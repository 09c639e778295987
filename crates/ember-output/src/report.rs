//! Run report for the ember pipeline.

use chrono::{DateTime, Utc};
use serde::{Deserialize, Serialize};
use std::path::Path;
use thiserror::Error;

/// Errors that can occur during report generation.
#[derive(Debug, Error)]
pub enum ReportError {
    /// Serialization error.
    #[error("Serialization error: {0}")]
    Serialization(#[from] serde_json::Error),

    /// IO error.
    #[error("IO error: {0}")]
    Io(#[from] std::io::Error),
}

/// Join coverage of a merged record set.
#[derive(Debug, Clone, Copy, Default, PartialEq, Eq, Serialize, Deserialize)]
pub struct Coverage {
    /// Emissions rows fed into the join.
    pub emissions_rows: usize,
    /// Rows in the merged output.
    pub merged_rows: usize,
    /// Merged rows with no financial match.
    pub unmatched_rows: usize,
    /// Merged rows whose intensity is missing, infinite or NaN.
    pub undefined_intensity_rows: usize,
}

impl Coverage {
    /// Merged rows carrying a finite intensity.
    pub const fn defined_intensity_rows(&self) -> usize {
        self.merged_rows.saturating_sub(self.undefined_intensity_rows)
    }

    /// Share of merged rows carrying a finite intensity (0.0 when empty).
    pub fn intensity_ratio(&self) -> f64 {
        if self.merged_rows == 0 {
            0.0
        } else {
            self.defined_intensity_rows() as f64 / self.merged_rows as f64
        }
    }
}

/// A persisted artifact and its row count.
#[derive(Debug, Clone, PartialEq, Eq, Serialize, Deserialize)]
pub struct Artifact {
    /// Short label, e.g. `financials`.
    pub label: String,
    /// Where it was written.
    pub path: String,
    /// Data rows written.
    pub rows: usize,
}

impl Artifact {
    /// Create a new artifact entry.
    pub fn new(label: impl Into<String>, path: &Path, rows: usize) -> Self {
        Self {
            label: label.into(),
            path: path.display().to_string(),
            rows,
        }
    }
}

/// Summary of one pipeline run.
#[derive(Debug, Clone, Serialize, Deserialize)]
pub struct RunReport {
    /// Report generation timestamp.
    pub timestamp: DateTime<Utc>,

    /// Tickers processed, in configuration order.
    pub tickers: Vec<String>,

    /// Configured period, as displayed.
    pub period: String,

    /// Artifacts written, in write order.
    pub artifacts: Vec<Artifact>,

    /// Join coverage, when the merge ran.
    pub coverage: Option<Coverage>,
}

impl RunReport {
    /// Convert report to JSON string.
    pub fn to_json(&self) -> Result<String, ReportError> {
        Ok(serde_json::to_string_pretty(self)?)
    }

    /// Write the JSON report to `path`.
    pub fn write_json(&self, path: &Path) -> Result<(), ReportError> {
        std::fs::write(path, self.to_json()?)?;
        Ok(())
    }

    /// Render the report as plain text.
    pub fn to_ascii_table(&self) -> String {
        let mut output = String::new();

        output.push_str("\nRun Summary\n");
        output.push_str(&format!("Period: {}\n", self.period));
        output.push_str(&format!("Tickers: {}\n", self.tickers.join(", ")));
        output.push_str(&"=".repeat(64));
        output.push('\n');

        if !self.artifacts.is_empty() {
            output.push_str(&format!("{:<14} {:>8}  {}\n", "Artifact", "Rows", "Path"));
            output.push_str(&"-".repeat(64));
            output.push('\n');
            for artifact in &self.artifacts {
                output.push_str(&format!(
                    "{:<14} {:>8}  {}\n",
                    artifact.label, artifact.rows, artifact.path
                ));
            }
        }

        if let Some(coverage) = &self.coverage {
            output.push_str("\nCoverage:\n");
            output.push_str(&"-".repeat(64));
            output.push('\n');
            output.push_str(&format!(
                "  Emissions rows:           {}\n",
                coverage.emissions_rows
            ));
            output.push_str(&format!(
                "  Merged rows:              {}\n",
                coverage.merged_rows
            ));
            output.push_str(&format!(
                "  Without financials:       {}\n",
                coverage.unmatched_rows
            ));
            output.push_str(&format!(
                "  Undefined intensity:      {}\n",
                coverage.undefined_intensity_rows
            ));
            output.push_str(&format!(
                "  Intensity coverage:       {:.1}%\n",
                coverage.intensity_ratio() * 100.0
            ));
        }

        output
    }
}

/// Builder for creating run reports.
#[derive(Debug, Default)]
pub struct ReportBuilder {
    tickers: Vec<String>,
    period: Option<String>,
    artifacts: Vec<Artifact>,
    coverage: Option<Coverage>,
}

impl ReportBuilder {
    /// Create a new report builder.
    pub fn new() -> Self {
        Self::default()
    }

    /// Set the tickers.
    pub fn tickers(mut self, tickers: Vec<String>) -> Self {
        self.tickers = tickers;
        self
    }

    /// Set the displayed period.
    pub fn period(mut self, period: impl Into<String>) -> Self {
        self.period = Some(period.into());
        self
    }

    /// Record a written artifact.
    pub fn artifact(mut self, artifact: Artifact) -> Self {
        self.artifacts.push(artifact);
        self
    }

    /// Set the join coverage.
    pub const fn coverage(mut self, coverage: Coverage) -> Self {
        self.coverage = Some(coverage);
        self
    }

    /// Build the report.
    pub fn build(self) -> RunReport {
        RunReport {
            timestamp: Utc::now(),
            tickers: self.tickers,
            period: self.period.unwrap_or_default(),
            artifacts: self.artifacts,
            coverage: self.coverage,
        }
    }
}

--

» TASK: Copy out the lines beginning at the one that contains "Build the report.". Stop at the final line of the data, and include it.

» TASK RESPONSE:
    /// Build the report.
    pub fn build(self) -> RunReport {
        RunReport {
            timestamp: Utc::now(),
            tickers: self.tickers,
            period: self.period.unwrap_or_default(),
            artifacts: self.artifacts,
            coverage: self.coverage,
        }
    }
}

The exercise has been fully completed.